Perhaps the most notable example of an increase came in the luxury market the upper 10 percent of all Manhattan co-op and condo sales prices. The average sales price leaped 36.4 percent from $3.8 million in June 2004 to more than $5.1 million in June 2005. The median sales price increased 26.4 percent between the same time periods, hitting a record $3.8 million, and the price per square foot cleared $1,700 on average, up more than $300 on average over the same time last year. Recent months saw particularly high-profile closings in the luxury market, including the record $44 million close by media mogul Rupert Murdoch on the Fifth Avenue penthouse once owned by the late Laurence Rockefeller.
Less than 1 percent of the estimated 10,000 apartments sold annually in Manhattan are priced at more than $10 million, but the jump in luxury prices can reverberate through cheaper markets.
"I think, by definition, the luxury market is more visible," said Miller Samuel president and CEO Jonathan Miller. "It gets more coverage. It often paints a picture of the rest of the market. It certainly does give buyers in the remainder of the market more confidence."
Dwellings at the other end of the real estate food chain also dealt with sharp increases. The average sales price of a studio was $380,073 for the second quarter, up from $321,417 for the second quarter 2004. One-, two-, three- and four-bedroom apartments all saw increasing prices in the last quarter, with the average price of a three-bedroom increasing nearly 33 percent over the second quarter 2004 to more than $3.5 million.

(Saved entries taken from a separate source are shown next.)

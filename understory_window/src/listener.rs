// Copyright 2025 the Understory Authors
// SPDX-License-Identifier: Apache-2.0 OR MIT

//! Auxiliary listeners a window notifies besides its main callback.
//!
//! Single-method listeners are implemented for matching closures, so most
//! registrations are one-liners:
//!
//! ```rust
//! use understory_window::OnWindowDismissed;
//!
//! let mut finished = None;
//! let mut listener = |finish_task: bool, _suppress: bool| finished = Some(finish_task);
//! listener.on_window_dismissed(true, false);
//! assert_eq!(finished, Some(true));
//! ```

use core::fmt;

use kurbo::Rect;

bitflags::bitflags! {
    /// Appearance of the system bars requested by the window.
    #[derive(Clone, Copy, Debug, Default, PartialEq, Eq, Hash)]
    #[cfg_attr(feature = "serde", derive(serde::Serialize, serde::Deserialize))]
    pub struct SystemBarAppearance: u32 {
        /// Opaque status bar background.
        const OPAQUE_STATUS_BARS = 1 << 0;
        /// Opaque navigation bar background.
        const OPAQUE_NAVIGATION_BARS = 1 << 1;
        /// Dim the bars' foreground items.
        const LOW_PROFILE_BARS = 1 << 2;
        /// Dark status bar foreground for light backgrounds.
        const LIGHT_STATUS_BARS = 1 << 3;
        /// Dark navigation bar foreground for light backgrounds.
        const LIGHT_NAVIGATION_BARS = 1 << 4;
        /// Semi-transparent status bar background.
        const SEMI_TRANSPARENT_STATUS_BARS = 1 << 5;
        /// Semi-transparent navigation bar background.
        const SEMI_TRANSPARENT_NAVIGATION_BARS = 1 << 6;
    }
}

/// Color scheme of the decor caption controls.
#[derive(Copy, Clone, Debug, Default, PartialEq, Eq, Hash)]
#[cfg_attr(feature = "serde", derive(serde::Serialize, serde::Deserialize))]
pub enum DecorCaptionShade {
    /// Follow the window's theme.
    #[default]
    Auto,
    /// Light caption controls.
    Light,
    /// Dark caption controls.
    Dark,
}

/// Notified when the window is dismissed.
pub trait OnWindowDismissed {
    /// The window was dismissed.
    ///
    /// `finish_task` asks to finish the whole task rather than just this
    /// window; `suppress_window_transition` skips the exit transition.
    fn on_window_dismissed(&mut self, finish_task: bool, suppress_window_transition: bool);
}

impl<F: FnMut(bool, bool)> OnWindowDismissed for F {
    fn on_window_dismissed(&mut self, finish_task: bool, suppress_window_transition: bool) {
        self(finish_task, suppress_window_transition);
    }
}

/// Notified when the window is dismissed by a swipe.
pub trait OnWindowSwipeDismissed {
    /// The swipe gesture completed.
    fn on_window_swipe_dismissed(&mut self);
}

impl<F: FnMut()> OnWindowSwipeDismissed for F {
    fn on_window_swipe_dismissed(&mut self) {
        self();
    }
}

/// Requests from the window to the component that controls its task.
pub trait WindowControllerCallback {
    /// Toggles between freeform and fullscreen windowing modes.
    fn toggle_freeform_windowing_mode(&mut self);

    /// Enters picture-in-picture if the component supports it.
    fn enter_picture_in_picture_mode_if_possible(&mut self);

    /// Returns `true` if the window's component is the root of its task.
    fn is_task_root(&self) -> bool;

    /// Pushes a new status bar color (ARGB).
    fn update_status_bar_color(&mut self, color: u32);

    /// Pushes a new navigation bar color (ARGB).
    fn update_navigation_bar_color(&mut self, color: u32);

    /// Pushes a new system bar appearance.
    fn update_system_bars_appearance(&mut self, appearance: SystemBarAppearance);
}

/// The decor surface's side of system bar drawing.
pub trait DecorCallback {
    /// The requested system bar appearance changed.
    fn on_system_bar_appearance_changed(&mut self, appearance: SystemBarAppearance);

    /// Negotiates who draws the legacy navigation bar background.
    ///
    /// Returns `true` if the callback draws it; `false` leaves it to the decor.
    fn on_draw_legacy_navigation_bar_background_changed(&mut self, draw: bool) -> bool;
}

/// Notified when the area available for caption content changes.
pub trait OnRestrictedCaptionAreaChanged {
    /// `area` is relative to the top-level view.
    fn on_restricted_caption_area_changed(&mut self, area: Rect);
}

impl<F: FnMut(Rect)> OnRestrictedCaptionAreaChanged for F {
    fn on_restricted_caption_area_changed(&mut self, area: Rect) {
        self(area);
    }
}

/// Timing of one rendered frame, in nanoseconds.
#[derive(Copy, Clone, Debug, Default, PartialEq, Eq)]
pub struct FrameMetrics {
    /// Time spent handling input.
    pub input_handling: u64,
    /// Time spent running animations.
    pub animation: u64,
    /// Time spent in layout and measure.
    pub layout_measure: u64,
    /// Time spent recording draw commands.
    pub draw: u64,
    /// Time spent syncing to the render thread.
    pub sync: u64,
    /// Time spent issuing draw commands to the GPU.
    pub command_issue: u64,
    /// Time spent swapping buffers.
    pub swap_buffers: u64,
    /// Total duration of the frame.
    pub total: u64,
    /// Whether this is the first frame drawn after the window appeared.
    pub first_draw_frame: bool,
}

/// Notified for each rendered frame.
pub trait OnFrameMetricsAvailable {
    /// `metrics` is lent for the duration of the call and reused for the next
    /// frame; copy it to keep it. `dropped_reports` counts the reports lost
    /// since the previous call.
    fn on_frame_metrics_available(&mut self, metrics: &FrameMetrics, dropped_reports: u32);
}

impl<F: FnMut(&FrameMetrics, u32)> OnFrameMetricsAvailable for F {
    fn on_frame_metrics_available(&mut self, metrics: &FrameMetrics, dropped_reports: u32) {
        self(metrics, dropped_reports);
    }
}

/// Handle to a registered [`OnFrameMetricsAvailable`] listener.
#[derive(Copy, Clone, PartialEq, Eq, Hash)]
pub struct FrameMetricsListenerId(pub(crate) u32);

impl fmt::Debug for FrameMetricsListenerId {
    fn fmt(&self, f: &mut fmt::Formatter<'_>) -> fmt::Result {
        write!(f, "FrameMetricsListenerId({})", self.0)
    }
}
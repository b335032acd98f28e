// Copyright 2025 the Understory Authors
// SPDX-License-Identifier: Apache-2.0 OR MIT

//! Loading window styles and attribute records from configuration.

#![cfg(feature = "serde")]

use understory_window::{
    AttributeRecord, FeatureRegistry, FeatureSet, LayoutSize, PixelFormat, SoftInputState, Token,
    WindowFlags, WindowStyle, WindowType,
};

#[test]
fn partial_style_fills_in_defaults() {
    let style: WindowStyle = serde_json::from_str(
        r#"{
            "window_format": "Translucent",
            "close_on_touch_outside": true
        }"#,
    )
    .unwrap();

    assert_eq!(style.window_format, PixelFormat::Translucent);
    assert!(style.close_on_touch_outside);
    assert_eq!(style.dim_amount, WindowStyle::default().dim_amount);
    assert_eq!(style.soft_input_mode.state, SoftInputState::Unspecified);
}

#[test]
fn attribute_record_survives_a_config_round_trip() {
    let mut record = AttributeRecord::with_type(WindowType::APPLICATION_PANEL);
    record.token = Some(Token::new(12));
    record.title = "Panel:demo".into();
    record.flags = WindowFlags::DIM_BEHIND | WindowFlags::SECURE;
    record.width = LayoutSize::Exact(320);
    record.height = LayoutSize::WrapContent;

    let json = serde_json::to_string(&record).unwrap();
    let back: AttributeRecord = serde_json::from_str(&json).unwrap();
    assert_eq!(back, record);
}

#[test]
fn feature_sets_use_flag_names() {
    let json = serde_json::to_string(&(FeatureSet::NO_TITLE | FeatureSet::ACTION_MODE_OVERLAY))
        .unwrap();
    assert_eq!(json, r#""NO_TITLE | ACTION_MODE_OVERLAY""#);
    let back: FeatureSet = serde_json::from_str(&json).unwrap();
    assert!(back.contains(FeatureSet::NO_TITLE));
}

#[test]
fn undefined_feature_bits_are_dropped_on_load() {
    let set: FeatureSet = serde_json::from_str(r#""0x100001""#).unwrap();
    assert_eq!(set, FeatureSet::OPTIONS_PANEL);

    let stray: FeatureSet = serde_json::from_str(r#""0x100000""#).unwrap();
    assert!(stray.is_empty());
    let registry = FeatureRegistry::new(stray);
    assert_eq!(registry.features(), FeatureSet::empty());
}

Low mortgage rates, availability, and the sheer desire to own Manhattan real estate which buyers seem convinced is now one of the surest investments in the nation continued to drive the residential market to its highs, according to real estate brokers and analysts. While the media may cluck about a housing bubble, that particular chicken has not yet come home to roost and may never, some brokers and appraisers say.
"There doesn't seem to be anything on the horizon economically," Miller said, "that's going to support some sort of large [housing market] correction."
A steady June flow of Manhattan listings generally supports this view, signifying that confidence in the market remains robust among sellers and their brokers.
The number of new listings on the East Side was almost unchanged from June of 2004, according to a monthly analysis by Halstead Property. Listings for East Side studios jumped 21 percent over the 12 months, while listings for one-bedrooms felt a slight decline and listings for larger apartments saw single-digit percentage growth.
The West Side, which saw sharp declines in listings at the start of 2005, saw only a 5 percent drop from June 2004 to June 2005, according to Halstead, and the Downtown market saw a 25 percent spike in studio listings over the 12 months. Downtown listings declined 10 percent from June 2004, but only largely because the sharp increases of that year were due to then-new development.
Handicapping the market month-to-month can be difficult, according to analysts. But the steady increases in average apartment prices and the even rhythm of listings seems to support the notion that, while the heady housing market cannot keep this pace indefinitely, a softer landing than the last market correction is more likely.
"The thing that really signifies a downturn in the real estate market is when people have to sell," said Greg Heym, research director and chief economist at Halstead. "If people don't need to sell, there really isn't going to be a massive decline or downturn, which is different than what happened in the last downturn, in the early 1990s, when people had to sell."